๐Ÿ“‘How to build a PDF summariser

Creating a PDF uploader and using LLM to summarise the content.

Key Components:

  • FileUpload Component: An UI component that allows users to select and upload PDF files..

  • APIs: We need two backends here

    • Upload Endpoint: Accepts PDF file uploads, stores them in Databutton's storage, and returns the filename.

    • Extract Endpoint: Fetches the stored PDF file, extracts its content as text, and returns the extracted text.

    • llm_summarizer: Accepts the extracted text, uses OpenAI LLM to summarize it, and returns the summary.

App's Workflow:

  1. User uploads a PDF file via the FileUpload component.

  2. The file is sent to the upload_and_extract API, which stores the file and extracts its text.

  3. The extracted text is displayed on the Home page.

  4. User can then click a button to summarize the extracted text using the llm_summarizer API.

  5. The summary is displayed on the Home page

Prompting guides to build the app

Databutton is usually good in building in the skeleton of such apps. However, it is a good practice to pass a clear strcuture of the app ( UI + Backends ) in form of prompting or via some simple sketches.

In this use case, mentioning Databutton :

"Hey I would like to build a PDF summariser App."

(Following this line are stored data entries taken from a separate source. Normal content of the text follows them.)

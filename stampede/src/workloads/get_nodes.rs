use stampede_core::http::HttpRequest;
use stampede_core::metrics::{Counter, RegistryBuilder, Trend};
use stampede_core::{
    IterationError, Script, ScriptError, SetupContext, TestOptions, ThresholdSet, ThresholdSpec,
    Vu,
};

use super::{THINK_TIME, minimal_load};
use crate::plan_yaml::Plan;

pub(crate) const API_VERSION: &str = "/topologymanagement/api/v6/";
const NODES_QUERY: &str = "nodes?topologies=20";

pub(crate) const RTT: &str = "RTT";
pub(crate) const ERRORS: &str = "Errors";
pub(crate) const SUCCESS: &str = "Success";

/// Lists topology nodes with the VU's bearer token.
///
/// Every response lands in `RTT`; `Success` counts 200s and `Errors` sums the status
/// codes of everything that is neither 200 nor 404.
#[derive(Debug, Clone, Copy, Default)]
pub(crate) struct GetNodes;

pub(crate) struct GetNodesContext {
    rtt: Trend,
    errors: Counter,
    success: Counter,
}

pub(super) fn default_plan() -> Plan {
    let mut scenario = minimal_load("Minimal_Load", "GetNodesEndpointMinimalLoad");
    scenario.graceful_stop = Some(std::time::Duration::from_secs(5));
    scenario
        .tags
        .push(("Api".to_string(), API_VERSION.to_string()));

    Plan {
        options: TestOptions {
            scenarios: vec![scenario],
            thresholds: vec![
                ThresholdSet::new(ERRORS, ["count<100"]),
                ThresholdSet::new(SUCCESS, ["count>100"]),
                ThresholdSet {
                    metric: RTT.to_string(),
                    thresholds: ["p(95)<350", "p(90)<300", "avg<200"]
                        .into_iter()
                        .map(ThresholdSpec::new)
                        .collect(),
                },
            ],
            ..TestOptions::default()
        },
        ..Plan::default()
    }
}

impl Script for GetNodes {
    type Context = GetNodesContext;

    fn declare_metrics(&self, metrics: &mut RegistryBuilder) -> stampede_core::metrics::Result<()> {
        metrics.trend(RTT)?;
        metrics.counter(ERRORS)?;
        metrics.counter(SUCCESS)?;
        Ok(())
    }

    async fn setup(&self, ctx: &SetupContext<'_>) -> Result<GetNodesContext, ScriptError> {
        if ctx.tokens.is_empty() {
            return Err(ScriptError::new(
                "get-nodes needs at least one credential (--client-id/--client-secret or plan `credentials`)",
            ));
        }
        tracing::info!(tokens = ctx.tokens.len(), "bearer tokens ready");

        Ok(GetNodesContext {
            rtt: ctx.metrics.trend(RTT)?,
            errors: ctx.metrics.counter(ERRORS)?,
            success: ctx.metrics.counter(SUCCESS)?,
        })
    }

    async fn run(&self, vu: &Vu<'_, GetNodesContext>) -> Result<(), IterationError> {
        let token = vu
            .token()
            .ok_or_else(|| IterationError::fatal("no bearer token assigned"))?;

        let outcome = list_nodes(vu, token.value()).await;
        vu.sleep(THINK_TIME).await;
        outcome
    }
}

async fn list_nodes(vu: &Vu<'_, GetNodesContext>, token: &str) -> Result<(), IterationError> {
    let ctx = vu.context();
    let req =
        HttpRequest::get(vu.url(&format!("{API_VERSION}{NODES_QUERY}"))).with_bearer(token);
    let res = vu.http().request(req).await?;

    let metrics = vu.metrics();
    metrics.observe_duration(ctx.rtt, res.elapsed)?;
    metrics.add(ctx.success, if res.status == 200 { 1.0 } else { 0.0 })?;
    if res.status != 200 && res.status != 404 {
        metrics.add(ctx.errors, f64::from(res.status))?;
    }
    Ok(())
}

Databutton came up with a clear outline of the app;

Building the UI

Databutton created the File Upload component sucessfully.

Here's the code -

Code for the File Upload UI Component
import brain from "brain";
import type React from "react";
import { useState } from "react";

export type Props = {};

export const FileUpload = (props: Props) => {
  const [file, setFile] = useState<File | null>(null);
  const [extractedText, setExtractedText] = useState<string>("");
  const [summary, setSummary] = useState<string>("");

  const handleFileChange = (event: React.ChangeEvent<HTMLInputElement>) => {
    if (event.target.files && event.target.files.length > 0) {
      setFile(event.target.files[0]);
    }
  };

  const handleUpload = async () => {
    if (file) {
      try {
        // Upload the PDF file
        const uploadResponse = await brain.upload_pdf({ file });
        const uploadData = await uploadResponse.json();
        const filename = uploadData.filename;

        // Extract text from the uploaded PDF
        const extractResponse = await brain.extract_text({ filename });
        const extractData = await extractResponse.json();
        setExtractedText(extractData.text);
      } catch (error) {
        console.error("Error during file upload and extraction:", error);
      }
    }
  };

  const handleSummarize = async () => {
    if (extractedText) {
      try {
        const response = await brain.summarize_text({ text: extractedText });
        const data = await response.json();
        setSummary(data.summary);
      } catch (error) {
        console.error("Error during text summarization:", error);
      }
    }
  };

  return (
    <div className="p-4 border rounded">
      <input type="file" accept="application/pdf" onChange={handleFileChange} />
      {file && <p>Selected file: {file.name}</p>}
      <button
        onClick={handleUpload}
        className="mt-2 p-2 bg-blue-500 text-white rounded"
      >
        Upload
      </button>
      {extractedText && (
        <div className="mt-4">
          <h2 className="text-xl font-bold">Extracted Text</h2>
          <p>{extractedText}</p>
          <button
            onClick={handleSummarize}
            className="mt-2 p-2 bg-green-500 text-white rounded"
          >
            Summarize
          </button>
        </div>
      )}
      {summary && (
        <div className="mt-4">
          <h2 className="text-xl font-bold">Summary</h2>
          <p>{summary}</p>
        </div>
      )}
    </div>
  );
};

Note : This was the final UI component code that Databutton generated after integrating the backends / APIs ( brain modules). For integrating it is crucial to use the hastag (#) with a prompt refering to the API / backend to integrate.

Building the Backends

For building the backend, it's important to provide a clear and consideration prompt . Instead of having a single API as Databutton suggested, we took the route of breaking it down into two APIs .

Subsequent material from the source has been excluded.